The road from young startup to industry-leading juggernaut is a bumpy one: A crucial piece for those that make it? Effective product marketing.
Startups that succeed do so because they effectively position their product offering – at each and every stage of their company they know who they’re building for, what their target audience’s pain points are, and the propensity of their target audience to pay for a specific solution.
The first step down this road is often the most crucial, and from a product marketing perspective, can also be the most challenging. Former Dropbox SVP Adam Gross gave a talk at Google Ventures Startup Lab in November 2013 focused solely on “Product Marketing for Startups”, which focuses on developing branding, positioning, and messaging for startups. I’ve summarized Adam’s talk in my notes below, and you can find the video of the original presentation here.
7 Keys to Product Marketing for Startups
1) Strive to be both strategic and emotive
The Grand Unified Theory of Marketing: The two properties of truly great marketing comes from organizations that are both strategic and emotive. By being strategic, an organization is driving and leading their respective industries: by being emotive, an organization can produce a reaction upon individuals engaging with a specific product/service. Overall, B2B companies usually start out being strategic and then gradually lean more into emotive qualities, whereas the opposite is true at B2C companies.
2) Develop an “industry transformation” narrative
For companies that are important players a specific space, there’s always a core industry transformation narrative. Whether it’s Zynga describing the industry transition from console gaming to social gaming or Facebook moving “discovery” from search to the social realm, any stand-out company is able to craft their narrative around disrupting an industry.
3) Differentiate yourself from the competition
“It’s better to be different than it is to be right”
If you aren’t able to differentiate your organization, it’s hard to imagine how you will become successful. You have limited bandwidth to talk about you company and your products: if it isn’t imminently clear what’s different about you, your opportunities are going to be lost. To be successful, you need to know who you’re trying to differentiate against, who you’re trying to compete with, and why.
4) Brand the ingredients of your product
Certain aspects of your product should become the physical manifestation of all of the ideas about what makes your company/product different. As an example, was the mouse actually a key differentiator for the Mac? No. But because of the way Apple branded it, the mouse became the stand-in for everything that was different about the Mac.
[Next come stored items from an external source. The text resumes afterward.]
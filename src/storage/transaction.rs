//! Transactions
//!
//! Buffered writes applied atomically on commit.

use std::time::Duration;

use super::error::Result;
use super::store::TtlStore;

/// A buffered write operation
#[derive(Debug, Clone, PartialEq, Eq)]
pub enum Operation {
    Set { key: String, value: String },
    SetWithTtl { key: String, value: String, ttl: Duration },
    Delete { key: String },
}

/// Operations queued against a store.
///
/// Nothing is visible to readers until [`commit`](Self::commit). Dropping a
/// transaction without committing discards it.
///
/// ```rust
/// use std::time::Duration;
/// use ttlstore::TtlStore;
///
/// let store = TtlStore::new();
/// let mut tx = store.begin();
/// tx.set("a", "1").set_with_ttl("b", "2", Duration::from_secs(30)).delete("c");
/// assert_eq!(store.get("a"), None);
///
/// assert_eq!(tx.commit().unwrap(), 3);
/// assert_eq!(store.get("a").as_deref(), Some("1"));
/// ```
#[must_use = "a transaction does nothing until committed"]
#[derive(Debug)]
pub struct Transaction {
    store: TtlStore,
    operations: Vec<Operation>,
}

impl Transaction {
    pub(crate) fn new(store: TtlStore) -> Self {
        Self {
            store,
            operations: Vec::new(),
        }
    }

    pub fn set(&mut self, key: impl Into<String>, value: impl Into<String>) -> &mut Self {
        self.push(Operation::Set {
            key: key.into(),
            value: value.into(),
        })
    }

    /// Queue a TTL write; the deadline is computed when the transaction commits
    pub fn set_with_ttl(
        &mut self,
        key: impl Into<String>,
        value: impl Into<String>,
        ttl: Duration,
    ) -> &mut Self {
        self.push(Operation::SetWithTtl {
            key: key.into(),
            value: value.into(),
            ttl,
        })
    }

    pub fn delete(&mut self, key: impl Into<String>) -> &mut Self {
        self.push(Operation::Delete { key: key.into() })
    }

    pub fn push(&mut self, operation: Operation) -> &mut Self {
        self.operations.push(operation);
        self
    }

    pub fn operations(&self) -> &[Operation] {
        &self.operations
    }

    pub fn len(&self) -> usize {
        self.operations.len()
    }

    pub fn is_empty(&self) -> bool {
        self.operations.is_empty()
    }

    /// Apply every queued operation, in order, or none of them.
    ///
    /// Returns the number of operations applied.
    pub fn commit(self) -> Result<usize> {
        let Self { store, operations } = self;
        store.apply(operations)
    }

    /// Discard the queued operations
    pub fn rollback(self) {}
}

#[cfg(test)]
mod tests {
    use super::*;
    use crate::storage::{ManualClock, StoreConfig, StoreError};
    use std::sync::Arc;

    #[test]
    fn test_commit_applies_in_order() {
        let store = TtlStore::new();
        store.set("stale", "x").unwrap();

        let mut tx = store.begin();
        tx.set("key1", "value1")
            .set("key2", "value2")
            .delete("stale")
            .set("key1", "final");
        assert_eq!(tx.len(), 4);
        assert_eq!(tx.commit().unwrap(), 4);

        assert_eq!(store.get("key1").as_deref(), Some("final"));
        assert_eq!(store.get("key2").as_deref(), Some("value2"));
        assert_eq!(store.get("stale"), None);
        assert_eq!(store.stats().commits, 1);
    }

    #[test]
    fn test_rollback_discards_operations() {
        let store = TtlStore::new();
        store.set("key2", "value2").unwrap();

        let mut tx = store.begin();
        tx.delete("key2");
        tx.rollback();
        assert_eq!(store.get("key2").as_deref(), Some("value2"));

        let mut dropped = store.begin();
        dropped.set("key3", "value3");
        drop(dropped);
        assert_eq!(store.get("key3"), None);
    }

    #[test]
    fn test_ttl_counts_from_commit() {
        let clock = ManualClock::new();
        let store = TtlStore::with_clock(StoreConfig::default(), Arc::new(clock.clone())).unwrap();

        let mut tx = store.begin();
        tx.set_with_ttl("k", "v", Duration::from_secs(5));
        clock.advance(Duration::from_secs(4));
        tx.commit().unwrap();

        clock.advance(Duration::from_secs(4));
        assert_eq!(store.get("k").as_deref(), Some("v"));
        clock.advance(Duration::from_secs(1));
        assert_eq!(store.get("k"), None);
    }

    #[test]
    fn test_invalid_ttl_aborts_whole_transaction() {
        let store = TtlStore::new();

        let mut tx = store.begin();
        tx.set("a", "1").set_with_ttl("b", "2", Duration::MAX);
        let err = tx.commit().unwrap_err();

        assert!(matches!(err, StoreError::InvalidArgument(_)));
        assert!(store.is_empty());
        assert_eq!(store.stats().commits, 0);
    }

    #[test]
    fn test_capacity_checked_against_final_state() {
        let store = TtlStore::with_config(StoreConfig::new().with_max_entries(2)).unwrap();
        store.set("a", "1").unwrap();
        store.set("b", "2").unwrap();

        // Net growth is zero: one delete frees room for one insert
        let mut tx = store.begin();
        tx.set("c", "3").delete("a");
        assert_eq!(tx.commit().unwrap(), 2);
        assert_eq!(store.get("c").as_deref(), Some("3"));

        let mut tx = store.begin();
        tx.set("d", "4").set("e", "5");
        assert_eq!(
            tx.commit().unwrap_err(),
            StoreError::CapacityExceeded { max_entries: 2 }
        );
        assert_eq!(store.get("d"), None);
        assert_eq!(store.len(), 2);
    }

    #[test]
    fn test_push_queues_prebuilt_operations() {
        let store = TtlStore::new();
        store.set("old", "x").unwrap();

        let ops = vec![
            Operation::Set {
                key: "a".to_string(),
                value: "1".to_string(),
            },
            Operation::SetWithTtl {
                key: "b".to_string(),
                value: "2".to_string(),
                ttl: Duration::ZERO,
            },
            Operation::Delete {
                key: "old".to_string(),
            },
        ];

        let mut tx = store.begin();
        for op in ops.clone() {
            tx.push(op);
        }
        assert_eq!(tx.operations(), ops.as_slice());
        assert!(!tx.is_empty());

        assert_eq!(tx.commit().unwrap(), 3);
        assert_eq!(store.get("a").as_deref(), Some("1"));
        assert_eq!(store.get("b"), None);
        assert_eq!(store.get("old"), None);
    }

    #[test]
    fn test_empty_commit() {
        let store = TtlStore::new();
        assert_eq!(store.begin().commit().unwrap(), 0);
    }
}
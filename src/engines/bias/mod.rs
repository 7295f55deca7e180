pub mod model;

pub use model::{BiasAdjustment, GenreBiasModel};
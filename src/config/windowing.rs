use super::traits::ConfigSection;
use crate::error::GenreSearchError;
use serde::{Deserialize, Serialize};

#[derive(Debug, Clone, Serialize, Deserialize)]
#[serde(default)]
pub struct WindowConfig {
    /// Samples per analysis window
    pub window_size: usize,
    pub sample_rate: u32,
    /// A trailing partial window is analysed only if it holds at least this
    /// fraction of `window_size` samples
    pub min_window_fraction: f64,
}

impl Default for WindowConfig {
    fn default() -> Self {
        Self {
            window_size: 3 * 44_100,
            sample_rate: 44_100,
            min_window_fraction: 0.5,
        }
    }
}

impl ConfigSection for WindowConfig {
    fn section_name() -> &'static str {
        "windowing"
    }

    fn validate(&self) -> Result<(), GenreSearchError> {
        if self.window_size == 0 {
            return Err(GenreSearchError::Configuration(
                "Window size must be positive".to_string(),
            ));
        }
        if self.sample_rate == 0 {
            return Err(GenreSearchError::Configuration(
                "Sample rate must be positive".to_string(),
            ));
        }
        if self.min_window_fraction <= 0.0 || self.min_window_fraction > 1.0 {
            return Err(GenreSearchError::Configuration(
                "Minimum window fraction must be in (0, 1]".to_string(),
            ));
        }
        Ok(())
    }
}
5) Use other organizations to distribute your product
A good approach on how to piggyback on other organizations is thinking about the smallest, simplest product you can create to deliver it through another company’s channel. For example, Salesforce wanted to partner with Skype. They wrote 3 lines of code to pass phone data and made it easy for Salesforce users to create conference calls via Skype. This feature, although small, greatly bosted Skype adoption and awareness, in addition to generating 3 separate mentions in the Wall Street Journal.
Tip: Leveraged acquisition shouldn’t be driven by BD: it’s really just effective product marketing.
6) Repeat your message ad nauseum
After you know what your messaging/positioning is, it’s the job of product marketing to repeat the message until they can’t stand it anymore. One tactic is to create a minimum viable marketing product (ie the absolute minimum amount of smallest piece that needs to be added to make something credibly new). Product launches should be used to convey a core message and each launch is an opportunity to repeat your core message.
Saying the same thing again and again and again is counterintuitive to what we typically think of as communication, but repetition is the best way for potential users and customers to continue to discover (and re-discover) your organization/product.
7) Understand PR hierarchies
Similar to an API, every PR story can be grouped/classified into one of several plot types. PR plots have a stack rank, or an order of impactfulness. Your approach should always be to craft a story that falls within one plot type. These plots can also be factored into your overall strategy, (ie since partnerships are typically more impactful in the press than product launches, you may want to focus more resources on partnerships as opposed to product launches).
Press Plots Lines: Most –> Least impactful
Financial/Funding (IPO, quarterly results, etc)
Product marketer should be continually asking: What am I doing on a day-to-day basis to become both more strategic and more emotive? Whether you’re writing a blog post, sales collateral, or a press release, you should be taking advantage of every customer communication to become both more strategic and emotive.